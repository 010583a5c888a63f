//! Rule reference resolution.

use super::{Expr, RuleDef};
use crate::clause::{Clause, ClauseId, ClauseKind};
use crate::error::GrammarError;
use compact_str::CompactString;
use hashbrown::HashMap;

/// Fail on the first reference to a rule name that is not defined.
pub(crate) fn check_references(
    rules: &[RuleDef],
    index: &HashMap<CompactString, usize, ahash::RandomState>,
) -> Result<(), GrammarError> {
    fn walk(
        expr: &Expr,
        rule: &RuleDef,
        index: &HashMap<CompactString, usize, ahash::RandomState>,
    ) -> Result<(), GrammarError> {
        if let Expr::RuleRef(name) = expr
            && !index.contains_key(name)
        {
            return Err(GrammarError::UnknownRule {
                name: name.clone(),
                referenced_from: rule.name.clone(),
            });
        }
        expr.children().iter().try_for_each(|e| walk(e, rule, index))
    }

    rules.iter().try_for_each(|rule| walk(&rule.expr, rule, index))
}

/// Replace every rule reference with the clause it names.
///
/// `rule_clauses[i]` is the interned body of rule `i` and is updated in
/// place when that body is itself a reference to another rule. Reference
/// clauses stay in the arena but become unreachable.
pub(crate) fn resolve(
    clauses: &mut [Clause],
    rule_names: &[CompactString],
    rule_clauses: &mut [ClauseId],
    index: &HashMap<CompactString, usize, ahash::RandomState>,
) -> Result<(), GrammarError> {
    let follow = |start: ClauseId, mut chain: Vec<CompactString>| -> Result<ClauseId, GrammarError> {
        let mut id = start;
        while let ClauseKind::RuleRef(name) = &clauses[id.index()].kind {
            let seen = chain.contains(name);
            chain.push(name.clone());
            if seen {
                return Err(GrammarError::AliasCycle { chain });
            }
            let Some(&rule) = index.get(name) else {
                panic!("reference to undefined rule {name} reached resolution");
            };
            id = rule_clauses[rule];
        }
        Ok(id)
    };

    let mut resolved_rules = Vec::with_capacity(rule_clauses.len());
    for (name, &clause) in rule_names.iter().zip(rule_clauses.iter()) {
        resolved_rules.push(follow(clause, vec![name.clone()])?);
    }

    let targets = (0..clauses.len())
        .map(|i| follow(ClauseId::new(i), Vec::new()))
        .collect::<Result<Vec<_>, _>>()?;

    rule_clauses.copy_from_slice(&resolved_rules);
    for clause in clauses.iter_mut() {
        for slot in clause.kind.children_mut() {
            slot.clause = targets[slot.clause.index()];
        }
    }
    Ok(())
}
//! # Parser Module
//!
//! The bottom-up matching engine.
//!
//! ## Overview
//!
//! [`Parser`] runs a compiled [`Grammar`] over an input string and returns
//! the populated [`MemoTable`]. Matching is bottom-up: terminals are matched
//! first, and each match triggers its parent clauses at the same position,
//! round after round, until no memo entry can improve. Left-recursive rules
//! need no special treatment.
//!
//! A parse never fails. Whether a rule matched, and where, is answered by
//! the memo table's queries.
//!
//! ## Usage
//!
//! ```rust
//! use pika::grammar::{Expr, GrammarBuilder};
//! use pika::parser::Parser;
//!
//! let grammar = GrammarBuilder::new()
//!     .rule("Digits", Expr::one_or_more(Expr::char_range('0', '9')))
//!     .build()?;
//!
//! let table = Parser::new(&grammar).parse("123abc");
//! let matches = table.non_overlapping_matches("Digits")?;
//! assert_eq!(matches.len(), 1);
//! assert_eq!(table.match_text(&matches[0]), "123");
//! # Ok::<(), Box<dyn std::error::Error>>(())
//! ```

mod config;
mod engine;
pub(crate) mod matcher;
mod parallel;

pub use config::{ParseConfig, ParseMetrics};

use crate::grammar::Grammar;
use crate::memo::MemoTable;

/// Runs a grammar over input strings.
#[derive(Debug, Clone)]
pub struct Parser<'g> {
    grammar: &'g Grammar,
    config: ParseConfig,
}

impl<'g> Parser<'g> {
    #[must_use]
    pub fn new(grammar: &'g Grammar) -> Self {
        Self {
            grammar,
            config: ParseConfig::default(),
        }
    }

    #[must_use]
    pub const fn with_config(grammar: &'g Grammar, config: ParseConfig) -> Self {
        Self { grammar, config }
    }

    #[must_use]
    pub const fn grammar(&self) -> &'g Grammar {
        self.grammar
    }

    #[must_use]
    pub const fn config(&self) -> &ParseConfig {
        &self.config
    }

    /// Match the whole input and return the memo table.
    #[must_use]
    pub fn parse(&self, input: &str) -> MemoTable<'g> {
        engine::run(self.grammar, input, &self.config)
    }
}

/// Parse `input` with the default configuration.
#[must_use]
pub fn parse<'g>(grammar: &'g Grammar, input: &str) -> MemoTable<'g> {
    Parser::new(grammar).parse(input)
}
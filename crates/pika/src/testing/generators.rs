//! # Input Generators
//!
//! Grammar-guided input generation for property-based tests and fuzzing.
//!
//! ## Usage
//!
//! ```rust
//! use pika::testing::{GeneratorConfig, InputGenerator, arithmetic_grammar};
//!
//! let grammar = arithmetic_grammar();
//! let generator = InputGenerator::new(&grammar, GeneratorConfig::default());
//! let input = generator.generate("Sum", 7).unwrap();
//! assert!(input.chars().all(|c| c.is_ascii_digit() || c == '+'));
//! ```
//!
//! Generation walks the compiled clauses top-down and picks alternatives at
//! random, so inputs follow the shape of a rule. They are not guaranteed to
//! be accepted: ordered choice and lookaheads are not simulated.

use crate::clause::{ClauseId, ClauseKind};
use crate::grammar::Grammar;

/// Configuration for grammar-based input generation
#[derive(Debug, Clone)]
pub struct GeneratorConfig {
    /// Rule references followed before generation stops descending
    pub max_depth: usize,
    /// Maximum number of repetitions for `OneOrMore`
    pub max_repetitions: usize,
}

impl Default for GeneratorConfig {
    fn default() -> Self {
        Self {
            max_depth: 8,
            max_repetitions: 4,
        }
    }
}

/// Generates strings shaped by a grammar's rules.
#[derive(Debug, Clone)]
pub struct InputGenerator<'g> {
    grammar: &'g Grammar,
    config: GeneratorConfig,
}

impl<'g> InputGenerator<'g> {
    #[must_use]
    pub const fn new(grammar: &'g Grammar, config: GeneratorConfig) -> Self {
        Self { grammar, config }
    }

    /// Generate one input for `rule`, or `None` if the grammar has no such
    /// rule. The same seed always gives the same input.
    #[must_use]
    pub fn generate(&self, rule: &str, seed: u64) -> Option<String> {
        let clause = self.grammar.rule(rule)?.clause();
        let mut rng = SimpleRng::with_seed(seed);
        let mut out = String::new();
        self.generate_clause(clause, 0, &mut out, &mut rng);
        Some(out)
    }

    fn generate_clause(&self, id: ClauseId, depth: usize, out: &mut String, rng: &mut SimpleRng) {
        if depth > self.config.max_depth {
            return;
        }
        let clause = self.grammar.clause(id);
        // Entering another rule's clause counts towards the depth limit
        let depth = depth + usize::from(!clause.rule_names().is_empty());

        match clause.kind() {
            ClauseKind::CharSet(set) => {
                if let Some(c) = set.sample(rng.next_u64()) {
                    out.push(c);
                }
            }
            ClauseKind::CharSeq { text, .. } => out.push_str(text),
            ClauseKind::Seq(slots) => {
                for slot in slots {
                    self.generate_clause(slot.clause, depth, out, rng);
                }
            }
            ClauseKind::First(slots) | ClauseKind::Longest(slots) if !slots.is_empty() => {
                // Past half the depth budget, prefer the last alternative,
                // which is usually the base case
                let idx = if depth * 2 > self.config.max_depth {
                    slots.len() - 1
                } else {
                    (rng.next_u64() % slots.len() as u64) as usize
                };
                self.generate_clause(slots[idx].clause, depth, out, rng);
            }
            ClauseKind::OneOrMore(slot) => {
                let reps = 1 + (rng.next_u64() % self.config.max_repetitions.max(1) as u64);
                for _ in 0..reps {
                    self.generate_clause(slot.clause, depth, out, rng);
                }
            }
            _ => {}
        }
    }
}

/// Simple RNG for deterministic generation
#[derive(Debug, Clone)]
struct SimpleRng {
    state: u64,
}

impl SimpleRng {
    fn with_seed(seed: u64) -> Self {
        // XorShift has a fixed point at zero
        Self {
            state: seed ^ 0x853c_49e6_748f_ea9b,
        }
    }

    fn next_u64(&mut self) -> u64 {
        // XorShift algorithm
        self.state ^= self.state << 13;
        self.state ^= self.state >> 7;
        self.state ^= self.state << 17;
        self.state
    }
}
//! Tests for the matching engine and memo table queries

use pika::ast::Span;
use pika::error::QueryError;
use pika::grammar::{Expr, Grammar, GrammarBuilder};
use pika::parser::{ParseConfig, Parser, parse};
use pika::testing::{arithmetic_grammar, precedence_grammar, word_list_grammar};

fn single_rule(expr: Expr) -> Grammar {
    GrammarBuilder::new().rule("R", expr).build().unwrap()
}

fn match_len(grammar: &Grammar, input: &str, start: usize) -> Option<usize> {
    let table = parse(grammar, input);
    let clause = grammar.rule("R").unwrap().clause();
    table.best_match(clause, start).map(|m| m.len())
}

#[test]
fn test_digits_stop_at_first_letter() {
    let grammar = GrammarBuilder::new()
        .rule("Digits", Expr::one_or_more(Expr::char_range('0', '9')))
        .build()
        .unwrap();
    let table = parse(&grammar, "123abc");

    let matches = table.non_overlapping_matches("Digits").unwrap();
    assert_eq!(matches.len(), 1);
    assert_eq!(matches[0].start(), 0);
    assert_eq!(matches[0].len(), 3);
    assert_eq!(table.non_match_positions("Digits").unwrap(), vec![3]);
}

#[test]
fn test_left_recursive_sum_covers_input() {
    let grammar = arithmetic_grammar();
    let table = parse(&grammar, "1+2+3");

    let matches = table.non_overlapping_matches("Sum").unwrap();
    assert_eq!(matches.len(), 1);
    assert_eq!(table.match_text(&matches[0]), "1+2+3");
    assert!(table.metrics().converged);
    assert!(table.metrics().rounds > 0);
    assert!(table.metrics().matches_installed > 0);
}

#[test]
fn test_left_recursion_nests_to_the_left() {
    let grammar = arithmetic_grammar();
    let table = parse(&grammar, "1+2+3");
    let sum = &table.non_overlapping_matches("Sum").unwrap()[0];

    // First alternative: Sum '+' Num
    assert_eq!(sum.index(), 0);
    let seq = &sum.sub_matches()[0];
    let inner = &seq.sub_matches()[0];
    assert_eq!(table.match_text(inner), "1+2");
    assert_eq!(table.match_text(&seq.sub_matches()[2]), "3");
}

#[test]
fn test_precedence_binds_multiplication_tighter() {
    let grammar = precedence_grammar();
    let table = parse(&grammar, "2+3*4");

    let e = table.non_overlapping_matches("E").unwrap();
    assert_eq!(e.len(), 1);
    assert_eq!(e[0].len(), 5);

    let e0 = grammar.rule("E[0]").unwrap().clause();
    let add = table.best_match(e0, 0).unwrap();
    let [left, _, right] = add.sub_matches() else {
        panic!("expected three sub-matches, got {}", add.sub_matches().len());
    };
    assert_eq!(table.match_text(left), "2");
    assert_eq!(table.match_text(right), "3*4");
}

#[test]
fn test_parentheses_wrap_to_lowest_level() {
    let grammar = precedence_grammar();
    let table = parse(&grammar, "(2+3)*4");
    let e1 = grammar.rule("E[1]").unwrap().clause();
    let mul = table.best_match(e1, 0).unwrap();
    assert_eq!(mul.len(), 7);
    assert_eq!(mul.index(), 0);
}

#[test]
fn test_positive_lookahead_consumes_nothing() {
    let grammar = single_rule(Expr::seq([
        Expr::char('x'),
        Expr::followed_by(Expr::char('y')),
    ]));
    assert_eq!(match_len(&grammar, "xy", 0), Some(1));
    assert_eq!(match_len(&grammar, "xz", 0), None);
}

#[test]
fn test_negative_lookahead_consumes_nothing() {
    let grammar = single_rule(Expr::seq([
        Expr::char('x'),
        Expr::not_followed_by(Expr::char('y')),
    ]));
    assert_eq!(match_len(&grammar, "xz", 0), Some(1));
    assert_eq!(match_len(&grammar, "x", 0), Some(1));
    assert_eq!(match_len(&grammar, "xy", 0), None);
}

/// `A <- 'x' !B`, `B <- B 'y' / 'y'`
fn lookahead_over_left_recursion() -> Grammar {
    GrammarBuilder::new()
        .rule(
            "A",
            Expr::seq([Expr::char('x'), Expr::not_followed_by(Expr::rule("B"))]),
        )
        .rule(
            "B",
            Expr::first([
                Expr::seq([Expr::rule("B"), Expr::char('y')]),
                Expr::char('y'),
            ]),
        )
        .build()
        .unwrap()
}

#[test]
fn test_negative_lookahead_over_left_recursion() {
    let grammar = lookahead_over_left_recursion();
    let a = grammar.rule("A").unwrap().clause();
    let b = grammar.rule("B").unwrap().clause();
    assert!(grammar.clause(a).stratum() > grammar.clause(b).stratum());

    let table = parse(&grammar, "xy");
    let b_matches = table.all_matches("B").unwrap();
    assert_eq!(b_matches.len(), 1);
    assert_eq!((b_matches[0].start(), b_matches[0].len()), (1, 1));
    assert!(table.best_match(a, 0).is_none());
    assert!(table.all_matches("A").unwrap().is_empty());

    let table = parse(&grammar, "xyyy");
    assert_eq!(table.best_match(b, 1).map(|m| m.len()), Some(3));
    assert!(table.best_match(a, 0).is_none());

    let table = parse(&grammar, "xz");
    assert_eq!(table.best_match(a, 0).map(|m| m.len()), Some(1));
}

#[test]
fn test_negative_lookahead_over_left_recursion_in_parallel() {
    let grammar = lookahead_over_left_recursion();
    let a = grammar.rule("A").unwrap().clause();
    let config = ParseConfig {
        parallel: true,
        parallel_threshold: 0,
        ..ParseConfig::default()
    };
    let parser = Parser::with_config(&grammar, config);
    assert!(parser.parse("xyy").best_match(a, 0).is_none());
    assert_eq!(parser.parse("xx").best_match(a, 0).map(|m| m.len()), Some(1));
}

#[test]
fn test_end_of_input_rule_matches_at_end() {
    let grammar = GrammarBuilder::new()
        .rule("Eof", Expr::not_followed_by(Expr::any_char()))
        .build()
        .unwrap();
    let table = parse(&grammar, "ab");
    let matches = table.non_overlapping_matches("Eof").unwrap();
    assert_eq!(matches.len(), 1);
    assert_eq!(matches[0].start(), 2);
    assert!(matches[0].is_empty());
    assert_eq!(table.all_matches("Eof").unwrap().len(), 1);
    assert_eq!(table.non_match_positions("Eof").unwrap(), vec![0, 1]);
    assert_eq!(table.syntax_errors(&["Eof"]).unwrap(), vec![Span::new(0, 2)]);

    let eof = grammar.rule("Eof").unwrap().clause();
    assert!(table.best_match(eof, 2).is_some());
    assert!(table.best_match(eof, 3).is_none());
    assert_eq!(table.span_text(Span::new(2, 2)), "");
}

#[test]
fn test_nothing_matches_at_every_position_including_end() {
    let grammar = single_rule(Expr::nothing());
    let table = parse(&grammar, "ab");
    let starts: Vec<usize> = table
        .non_overlapping_matches("R")
        .unwrap()
        .iter()
        .map(|m| m.start())
        .collect();
    assert_eq!(starts, vec![0, 1, 2]);
}

#[test]
fn test_repeated_nothing_terminates_with_empty_match() {
    let grammar = single_rule(Expr::one_or_more(Expr::nothing()));
    let table = parse(&grammar, "abc");
    let clause = grammar.rule("R").unwrap().clause();
    let m = table.best_match(clause, 1).unwrap();
    assert!(m.is_empty());
    assert!(table.metrics().converged);
}

#[test]
fn test_ordered_choice_keeps_first_alternative() {
    let grammar = single_rule(Expr::first([Expr::str("ab"), Expr::str("abc")]));
    assert_eq!(match_len(&grammar, "abc", 0), Some(2));

    let grammar = single_rule(Expr::longest([Expr::str("ab"), Expr::str("abc")]));
    assert_eq!(match_len(&grammar, "abc", 0), Some(3));
}

#[test]
fn test_ordered_choice_falls_through() {
    let grammar = single_rule(Expr::first([Expr::str("abd"), Expr::str("ab")]));
    let table = parse(&grammar, "abc");
    let clause = grammar.rule("R").unwrap().clause();
    let m = table.best_match(clause, 0).unwrap();
    assert_eq!(m.len(), 2);
    assert_eq!(m.index(), 1);
}

#[test]
fn test_ignore_case_literal() {
    let grammar = single_rule(Expr::str_ignore_case("select"));
    assert_eq!(match_len(&grammar, "SeLeCt", 0), Some(6));
    assert_eq!(match_len(&grammar, "selext", 0), None);
}

#[test]
fn test_start_anchor_matches_only_at_zero() {
    let grammar = single_rule(Expr::seq([Expr::start(), Expr::char('a')]));
    let table = parse(&grammar, "aa");
    let matches = table.all_matches("R").unwrap();
    assert_eq!(matches.len(), 1);
    assert_eq!(matches[0].start(), 0);
}

#[test]
fn test_lexical_rule_seeds_word_boundaries() {
    let grammar = word_list_grammar();
    let table = parse(&grammar, "ab  cd");
    let words = table.non_overlapping_matches("Words").unwrap();
    assert_eq!(words.len(), 1);
    assert_eq!(words[0].len(), 6);

    let texts: Vec<&str> = table
        .non_overlapping_matches("Word")
        .unwrap()
        .iter()
        .map(|m| table.match_text(m))
        .collect();
    assert_eq!(texts, ["ab", "cd"]);
}

#[test]
fn test_lexical_rule_skips_unlexable_chars() {
    let grammar = word_list_grammar();
    let table = parse(&grammar, "ab 1 cd");
    // '1' is no lexeme; the pass steps over it and resumes at the next char
    let texts: Vec<&str> = table
        .non_overlapping_matches("Word")
        .unwrap()
        .iter()
        .map(|m| table.match_text(m))
        .collect();
    assert_eq!(texts, ["ab", "cd"]);
    assert_eq!(table.syntax_errors(&["Words"]).unwrap(), vec![Span::new(2, 5)]);
}

#[test]
fn test_positions_are_characters() {
    let grammar = arithmetic_grammar();
    let table = parse(&grammar, "é1+2");
    let matches = table.non_overlapping_matches("Sum").unwrap();
    assert_eq!(matches.len(), 1);
    assert_eq!(matches[0].start(), 1);
    assert_eq!(table.match_text(&matches[0]), "1+2");
    assert_eq!(table.input_len(), 4);
}

#[test]
fn test_syntax_errors_are_uncovered_spans() {
    let grammar = arithmetic_grammar();
    let table = parse(&grammar, "1+2 x 3");
    assert_eq!(table.syntax_errors(&["Sum"]).unwrap(), vec![Span::new(3, 6)]);
    assert_eq!(table.span_text(Span::new(3, 6)), " x ");

    let table = parse(&grammar, "1+2");
    assert!(table.syntax_errors(&["Sum"]).unwrap().is_empty());
}

#[test]
fn test_all_matches_overlap() {
    let grammar = arithmetic_grammar();
    let table = parse(&grammar, "1+2");
    let starts: Vec<usize> = table
        .all_matches("Sum")
        .unwrap()
        .iter()
        .map(|m| m.start())
        .collect();
    assert_eq!(starts, vec![0, 2]);
}

#[test]
fn test_unknown_rule_query() {
    let grammar = arithmetic_grammar();
    let table = parse(&grammar, "1");
    assert_eq!(
        table.non_overlapping_matches("Product").unwrap_err(),
        QueryError::UnknownRule {
            name: "Product".into()
        }
    );
    assert!(table.syntax_errors(&["Sum", "Product"]).is_err());
}

#[test]
fn test_empty_input() {
    let grammar = arithmetic_grammar();
    let table = parse(&grammar, "");
    assert!(table.non_overlapping_matches("Sum").unwrap().is_empty());
    assert!(table.syntax_errors(&["Sum"]).unwrap().is_empty());
    assert!(table.metrics().converged);

    let grammar = single_rule(Expr::optional(Expr::char('a')));
    let table = parse(&grammar, "");
    let matches = table.non_overlapping_matches("R").unwrap();
    assert_eq!(matches.len(), 1);
    assert!(matches[0].is_empty());
}

#[test]
fn test_parallel_and_sequential_agree() {
    let grammar = precedence_grammar();
    let input = "1+2*(3+4)*5+6*7+(8*9+1)*2";
    let sequential = Parser::with_config(
        &grammar,
        ParseConfig {
            parallel: false,
            ..ParseConfig::default()
        },
    )
    .parse(input);
    let parallel = Parser::with_config(
        &grammar,
        ParseConfig {
            parallel: true,
            parallel_threshold: 0,
            ..ParseConfig::default()
        },
    )
    .parse(input);

    for rule in grammar.rules() {
        let a = sequential.all_matches(rule.name()).unwrap();
        let b = parallel.all_matches(rule.name()).unwrap();
        assert_eq!(a, b, "rule {}", rule.name());
    }
    assert_eq!(sequential.metrics().rounds, parallel.metrics().rounds);
    assert_eq!(sequential.len(), parallel.len());
}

..............................

What the task requires: Go back to the listing above. Copy word for word the lines from the one with "pub fn parse(&self, input: &str)" through the one with "picks alternatives at", and nothing more.

Answer below:
    pub fn parse(&self, input: &str) -> MemoTable<'g> {
        engine::run(self.grammar, input, &self.config)
    }
}

/// Parse `input` with the default configuration.
#[must_use]
pub fn parse<'g>(grammar: &'g Grammar, input: &str) -> MemoTable<'g> {
    Parser::new(grammar).parse(input)
}
filename crates/pika/src/testing/generators.rs
//! # Input Generators
//!
//! Grammar-guided input generation for property-based tests and fuzzing.
//!
//! ## Usage
//!
//! ```rust
//! use pika::testing::{GeneratorConfig, InputGenerator, arithmetic_grammar};
//!
//! let grammar = arithmetic_grammar();
//! let generator = InputGenerator::new(&grammar, GeneratorConfig::default());
//! let input = generator.generate("Sum", 7).unwrap();
//! assert!(input.chars().all(|c| c.is_ascii_digit() || c == '+'));
//! ```
//!
//! Generation walks the compiled clauses top-down and picks alternatives at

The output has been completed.